* _TASK GOAL_
Search the data below for the string "super" and copy all lines where it shows up.

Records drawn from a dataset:
::::::::
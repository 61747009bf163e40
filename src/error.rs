//! Error taxonomy of the segment pipeline.
//!
//! `PipelineError` stops a run. `SegmentIssue` is recorded against a single
//! segment and the run carries on.

use std::io;
use std::path::PathBuf;

use thiserror::Error;

/// Failures that end the run.
#[derive(Debug, Error)]
pub enum PipelineError {
    #[error("invalid configuration: {0}")]
    InvalidConfiguration(String),
    #[error("capture failed on segment {sequence}: {source}")]
    CaptureFailure {
        sequence: u64,
        #[source]
        source: CaptureError,
    },
}

#[derive(Debug, Error)]
pub enum CaptureError {
    #[error("short read: got {got} of {expected} samples")]
    ShortRead { expected: usize, got: usize },
    #[error("capture device error: {0}")]
    Device(String),
}

#[derive(Debug, Error)]
pub enum EncodeError {
    #[error("encoder error: {0}")]
    Codec(String),
    #[error("encoder produced {produced} bytes, buffer holds {capacity}")]
    Overflow { produced: usize, capacity: usize },
}

/// Recoverable, per-segment failures. Logged, then the next cycle runs.
#[derive(Debug, Error)]
pub enum SegmentIssue {
    #[error("segment {sequence}: {source}")]
    EncodeFailure {
        sequence: u64,
        #[source]
        source: EncodeError,
    },
    #[error("segment {sequence}: cannot write {}: {source}", .path.display())]
    PersistFailure {
        sequence: u64,
        path: PathBuf,
        #[source]
        source: io::Error,
    },
    #[error("segment {sequence}: short write to {}: {written}/{expected} bytes", .path.display())]
    ShortWrite {
        sequence: u64,
        path: PathBuf,
        written: usize,
        expected: usize,
    },
    #[error("cannot publish playlist {}: {source}", .path.display())]
    PlaylistWriteFailure {
        path: PathBuf,
        #[source]
        source: io::Error,
    },
}
//! Segment encoders.
//!
//! The pipeline only sees [`SegmentEncoder`]; the LAME implementation keeps
//! one encoder alive across segments so MP3 frames stay continuous.

use crate::error::EncodeError;

/// Compresses one segment of PCM into a caller-provided buffer.
pub trait SegmentEncoder {
    /// Append the encoded form of `pcm` to `out`.
    ///
    /// `out` arrives empty, with the encoded capacity derived for
    /// `pcm.len()` samples already reserved.
    fn encode(&mut self, pcm: &[i16], out: &mut Vec<u8>) -> Result<(), EncodeError>;

    /// File extension of the produced segments.
    fn extension(&self) -> &'static str;
}

#[cfg(feature = "lame")]
pub use self::lame::LameEncoder;

#[cfg(feature = "lame")]
mod lame {
    use anyhow::{Result, anyhow};
    use mp3lame_encoder::{Bitrate, Builder, Encoder, MonoPcm, Quality};

    use super::SegmentEncoder;
    use crate::error::EncodeError;

    /// Mono MP3 encoder backed by LAME.
    pub struct LameEncoder {
        encoder: Encoder,
    }

    impl LameEncoder {
        /// * `sample_rate`  - Negotiated capture rate
        /// * `bitrate_kbps` - Constant bitrate (e.g. 128)
        /// * `quality`      - LAME quality, 0 = best, 9 = worst
        pub fn new(sample_rate: u32, bitrate_kbps: u32, quality: u8) -> Result<Self> {
            let mut builder =
                Builder::new().ok_or_else(|| anyhow!("Failed to allocate LAME encoder"))?;
            builder
                .set_num_channels(1)
                .map_err(|e| anyhow!("Invalid LAME channel count: {:?}", e))?;
            builder
                .set_sample_rate(sample_rate)
                .map_err(|e| anyhow!("Invalid LAME sample rate {}: {:?}", sample_rate, e))?;
            builder
                .set_brate(bitrate(bitrate_kbps))
                .map_err(|e| anyhow!("Invalid LAME bitrate {}: {:?}", bitrate_kbps, e))?;
            builder
                .set_quality(quality_level(quality))
                .map_err(|e| anyhow!("Invalid LAME quality {}: {:?}", quality, e))?;
            let encoder = builder
                .build()
                .map_err(|e| anyhow!("Invalid LAME params: {:?}", e))?;

            log::info!(
                "LAME encoder ready: rate={}, bitrate={}kbps, quality={}",
                sample_rate,
                bitrate_kbps,
                quality
            );
            Ok(Self { encoder })
        }
    }

    impl SegmentEncoder for LameEncoder {
        fn encode(&mut self, pcm: &[i16], out: &mut Vec<u8>) -> Result<(), EncodeError> {
            // Writes into the reserved spare capacity only
            self.encoder
                .encode_to_vec(MonoPcm(pcm), out)
                .map(|_| ())
                .map_err(|e| EncodeError::Codec(format!("{:?}", e)))
        }

        fn extension(&self) -> &'static str {
            "mp3"
        }
    }

    fn bitrate(kbps: u32) -> Bitrate {
        match kbps {
            0..=8 => Bitrate::Kbps8,
            9..=16 => Bitrate::Kbps16,
            17..=24 => Bitrate::Kbps24,
            25..=32 => Bitrate::Kbps32,
            33..=40 => Bitrate::Kbps40,
            41..=48 => Bitrate::Kbps48,
            49..=64 => Bitrate::Kbps64,
            65..=80 => Bitrate::Kbps80,
            81..=96 => Bitrate::Kbps96,
            97..=112 => Bitrate::Kbps112,
            113..=128 => Bitrate::Kbps128,
            129..=160 => Bitrate::Kbps160,
            161..=192 => Bitrate::Kbps192,
            193..=224 => Bitrate::Kbps224,
            225..=256 => Bitrate::Kbps256,
            _ => Bitrate::Kbps320,
        }
    }

    fn quality_level(quality: u8) -> Quality {
        match quality {
            0 => Quality::Best,
            1 => Quality::SecondBest,
            2 => Quality::NearBest,
            3 => Quality::VeryNice,
            4 => Quality::Nice,
            5 => Quality::Good,
            6 => Quality::Decent,
            7 => Quality::Ok,
            8 => Quality::SecondWorst,
            _ => Quality::Worst,
        }
    }
}
//! Sliding-window HLS media playlist.

use std::collections::VecDeque;
use std::fmt::Write as _;
use std::fs;
use std::path::PathBuf;

use url::Url;

use crate::error::{PipelineError, SegmentIssue};
use crate::segment::{Segment, segment_file_name};

/// Segments advertised at any one time.
pub const WINDOW_CAPACITY: usize = 3;

/// The most recent segments, oldest first.
#[derive(Debug, Clone, Default)]
pub struct PlaylistWindow {
    segments: VecDeque<Segment>,
}

impl PlaylistWindow {
    pub fn new() -> Self {
        Self {
            segments: VecDeque::with_capacity(WINDOW_CAPACITY),
        }
    }

    /// Append the newest segment, forgetting the oldest when full.
    pub fn push(&mut self, segment: Segment) {
        if self.segments.len() == WINDOW_CAPACITY {
            self.segments.pop_front();
        }
        self.segments.push_back(segment);
    }

    /// Sequence number of the oldest advertised segment, 0 while empty.
    pub fn media_sequence(&self) -> u64 {
        self.segments
            .front()
            .map(|s| s.sequence_number)
            .unwrap_or(0)
    }

    pub fn segments(&self) -> impl Iterator<Item = &Segment> {
        self.segments.iter()
    }

    pub fn len(&self) -> usize {
        self.segments.len()
    }

    pub fn is_empty(&self) -> bool {
        self.segments.is_empty()
    }
}

/// Renders a [`PlaylistWindow`] and publishes it into the output directory.
#[derive(Debug, Clone)]
pub struct PlaylistBuilder {
    base_url: Url,
    name_template: String,
    extension: String,
    target_duration: u64,
    path: PathBuf,
}

impl PlaylistBuilder {
    pub fn new(
        base_url: &str,
        name_template: &str,
        extension: &str,
        segment_seconds: f64,
        path: PathBuf,
    ) -> Result<Self, PipelineError> {
        let mut base_url = Url::parse(base_url).map_err(|e| {
            PipelineError::InvalidConfiguration(format!("invalid base URL '{base_url}': {e}"))
        })?;
        if base_url.cannot_be_a_base() {
            return Err(PipelineError::InvalidConfiguration(format!(
                "base URL '{base_url}' cannot hold segment paths"
            )));
        }
        // Url::join replaces the last path component unless it ends with '/'
        if !base_url.path().ends_with('/') {
            let path = format!("{}/", base_url.path());
            base_url.set_path(&path);
        }

        Ok(Self {
            base_url,
            name_template: name_template.to_string(),
            extension: extension.to_string(),
            target_duration: segment_seconds.ceil() as u64,
            path,
        })
    }

    /// Duration of a segment may only change through a reconfigure.
    pub fn set_target_duration(&mut self, segment_seconds: f64) {
        self.target_duration = segment_seconds.ceil() as u64;
    }

    pub fn segment_uri(&self, sequence_number: u64) -> String {
        let name = segment_file_name(&self.name_template, sequence_number, &self.extension);
        match self.base_url.join(&name) {
            Ok(url) => url.to_string(),
            // join only fails on malformed relative input, which a plain
            // file name is not
            Err(_) => format!("{}{}", self.base_url, name),
        }
    }

    /// Render the manifest. Same window in, same bytes out.
    pub fn render(&self, window: &PlaylistWindow) -> String {
        let mut out = String::with_capacity(128 + window.len() * 64);
        out.push_str("#EXTM3U\n");
        out.push_str("#EXT-X-VERSION:3\n");
        let _ = writeln!(out, "#EXT-X-TARGETDURATION:{}", self.target_duration);
        let _ = writeln!(out, "#EXT-X-MEDIA-SEQUENCE:{}", window.media_sequence());
        for segment in window.segments() {
            let _ = writeln!(out, "#EXTINF:{},", segment.duration_seconds);
            out.push_str(&self.segment_uri(segment.sequence_number));
            out.push('\n');
        }
        out
    }

    /// Write the manifest to a sibling temp file, then rename it over the
    /// published path so readers never see a partial file.
    pub fn publish(&self, window: &PlaylistWindow) -> Result<(), SegmentIssue> {
        let manifest = self.render(window);
        let tmp_path = self.tmp_path();

        let result = fs::write(&tmp_path, manifest.as_bytes())
            .and_then(|()| fs::rename(&tmp_path, &self.path));
        if let Err(source) = result {
            let _ = fs::remove_file(&tmp_path);
            return Err(SegmentIssue::PlaylistWriteFailure {
                path: self.path.clone(),
                source,
            });
        }
        Ok(())
    }

    fn tmp_path(&self) -> PathBuf {
        let mut name = self
            .path
            .file_name()
            .map(|n| n.to_os_string())
            .unwrap_or_default();
        name.push(".tmp");
        self.path.with_file_name(name)
    }
}

#[cfg(test)]
mod tests {
    use super::*;
    use uuid::Uuid;

    fn segment(seq: u64) -> Segment {
        Segment {
            sequence_number: seq,
            sample_count: 220_500,
            duration_seconds: 5.0,
            file_path: PathBuf::from(format!("/var/www/test-{seq}.mp3")),
        }
    }

    fn builder(path: PathBuf) -> PlaylistBuilder {
        PlaylistBuilder::new("http://192.168.1.146", "test", "mp3", 5.0, path).unwrap()
    }

    fn window_of(seqs: impl IntoIterator<Item = u64>) -> PlaylistWindow {
        let mut window = PlaylistWindow::new();
        for seq in seqs {
            window.push(segment(seq));
        }
        window
    }

    fn sequences(window: &PlaylistWindow) -> Vec<u64> {
        window.segments().map(|s| s.sequence_number).collect()
    }

    #[test]
    fn window_fills_then_slides() {
        let mut window = window_of(0..3);
        assert_eq!(sequences(&window), vec![0, 1, 2]);
        assert_eq!(window.media_sequence(), 0);

        window.push(segment(3));
        assert_eq!(sequences(&window), vec![1, 2, 3]);
        assert_eq!(window.media_sequence(), 1);
    }

    #[test]
    fn window_never_exceeds_capacity() {
        let mut window = PlaylistWindow::new();
        for n in 0..20u64 {
            window.push(segment(n));
            assert!(window.len() <= WINDOW_CAPACITY);
            assert_eq!(window.segments().last().unwrap().sequence_number, n);
            if n >= 2 {
                assert_eq!(sequences(&window), vec![n - 2, n - 1, n]);
                assert_eq!(window.media_sequence(), n - 2);
            }
        }
    }

    #[test]
    fn renders_full_manifest() {
        let text = builder(PathBuf::from("index.m3u8")).render(&window_of(4..7));
        assert_eq!(
            text,
            "#EXTM3U\n\
             #EXT-X-VERSION:3\n\
             #EXT-X-TARGETDURATION:5\n\
             #EXT-X-MEDIA-SEQUENCE:4\n\
             #EXTINF:5,\n\
             http://192.168.1.146/test-4.mp3\n\
             #EXTINF:5,\n\
             http://192.168.1.146/test-5.mp3\n\
             #EXTINF:5,\n\
             http://192.168.1.146/test-6.mp3\n"
        );
    }

    #[test]
    fn render_is_idempotent() {
        let b = builder(PathBuf::from("index.m3u8"));
        let window = window_of(0..2);
        assert_eq!(b.render(&window), b.render(&window));
    }

    #[test]
    fn target_duration_rounds_up() {
        let b = PlaylistBuilder::new("http://host/", "s", "mp3", 2.5, PathBuf::from("i")).unwrap();
        assert!(b.render(&PlaylistWindow::new()).contains("#EXT-X-TARGETDURATION:3\n"));
    }

    #[test]
    fn uris_keep_base_path() {
        let b = PlaylistBuilder::new(
            "https://example.org/live/nursery",
            "room a",
            "mp3",
            5.0,
            PathBuf::from("index.m3u8"),
        )
        .unwrap();
        assert_eq!(
            b.segment_uri(9),
            "https://example.org/live/nursery/room%20a-9.mp3"
        );
    }

    #[test]
    fn rejects_unusable_base_url() {
        assert!(PlaylistBuilder::new("not a url", "s", "mp3", 5.0, PathBuf::new()).is_err());
        assert!(PlaylistBuilder::new("mailto:a@b", "s", "mp3", 5.0, PathBuf::new()).is_err());
    }

    #[test]
    fn publish_replaces_index_file() {
        let dir = std::env::temp_dir().join(format!("hlsrec-playlist-{}", Uuid::new_v4()));
        fs::create_dir_all(&dir).unwrap();
        let path = dir.join("index.m3u8");
        let b = builder(path.clone());

        b.publish(&window_of(0..1)).unwrap();
        b.publish(&window_of(0..4)).unwrap();

        let text = fs::read_to_string(&path).unwrap();
        assert_eq!(text, b.render(&window_of(1..4)));
        assert!(!dir.join("index.m3u8.tmp").exists());
        fs::remove_dir_all(&dir).unwrap();
    }

    #[test]
    fn publish_reports_missing_directory() {
        let dir = std::env::temp_dir().join(format!("hlsrec-missing-{}", Uuid::new_v4()));
        let b = builder(dir.join("index.m3u8"));
        assert!(matches!(
            b.publish(&window_of(0..1)),
            Err(SegmentIssue::PlaylistWriteFailure { .. })
        ));
    }
}
//! Segment records and buffer sizing.

use std::path::PathBuf;

use crate::error::PipelineError;

/// Shortest segment the recorder accepts, in seconds.
pub const MIN_SEGMENT_SECONDS: f64 = 0.5;

/// Fixed slack LAME needs on top of 1.25 bytes per sample. Must match the
/// encoder in use.
pub const ENCODER_SLACK_BYTES: usize = 7200;

/// Longest segment the recorder accepts, in samples (about 6 minutes at
/// 44.1 kHz).
pub const MAX_SEGMENT_SAMPLES: usize = 16 * 1024 * 1024;

/// Buffer capacities derived from the segment duration and sample rate.
///
/// Both buffers are always allocated from one `SegmentSizing` value, never
/// resized separately.
#[derive(Debug, Clone, Copy, PartialEq, Eq)]
pub struct SegmentSizing {
    /// Samples captured per segment.
    pub sample_capacity: usize,
    /// Worst-case encoded bytes for `sample_capacity` samples.
    pub encoded_capacity: usize,
}

impl SegmentSizing {
    pub fn compute(segment_seconds: f64, sample_rate: u32) -> Result<Self, PipelineError> {
        if !segment_seconds.is_finite() || segment_seconds < MIN_SEGMENT_SECONDS {
            return Err(PipelineError::InvalidConfiguration(format!(
                "segment duration must be at least {MIN_SEGMENT_SECONDS}s, got {segment_seconds}"
            )));
        }
        if sample_rate == 0 {
            return Err(PipelineError::InvalidConfiguration(
                "sample rate must be positive".to_string(),
            ));
        }

        let samples = (segment_seconds * f64::from(sample_rate)).round();
        if samples > MAX_SEGMENT_SAMPLES as f64 {
            return Err(PipelineError::InvalidConfiguration(format!(
                "segment too long: {segment_seconds}s at {sample_rate}Hz"
            )));
        }
        let sample_capacity = samples as usize;
        // ceil(1.25 * n) in integer arithmetic
        let encoded_capacity = (sample_capacity * 5).div_ceil(4) + ENCODER_SLACK_BYTES;

        Ok(Self {
            sample_capacity,
            encoded_capacity,
        })
    }

    /// Allocates a matching pair of PCM and encoded-output buffers. The
    /// encoded buffer starts empty with its capacity reserved.
    pub fn allocate(&self) -> (Vec<i16>, Vec<u8>) {
        (
            vec![0i16; self.sample_capacity],
            Vec::with_capacity(self.encoded_capacity),
        )
    }
}

/// One finalized segment. Never mutated after creation.
#[derive(Debug, Clone, PartialEq)]
pub struct Segment {
    pub sequence_number: u64,
    pub sample_count: usize,
    pub duration_seconds: f64,
    pub file_path: PathBuf,
}

/// File name of a segment, shared by the on-disk file and its playlist URI.
pub fn segment_file_name(name_template: &str, sequence_number: u64, extension: &str) -> String {
    format!("{name_template}-{sequence_number}.{extension}")
}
::::::::
* _REPLY_
    use super::SegmentEncoder;
    use super::*;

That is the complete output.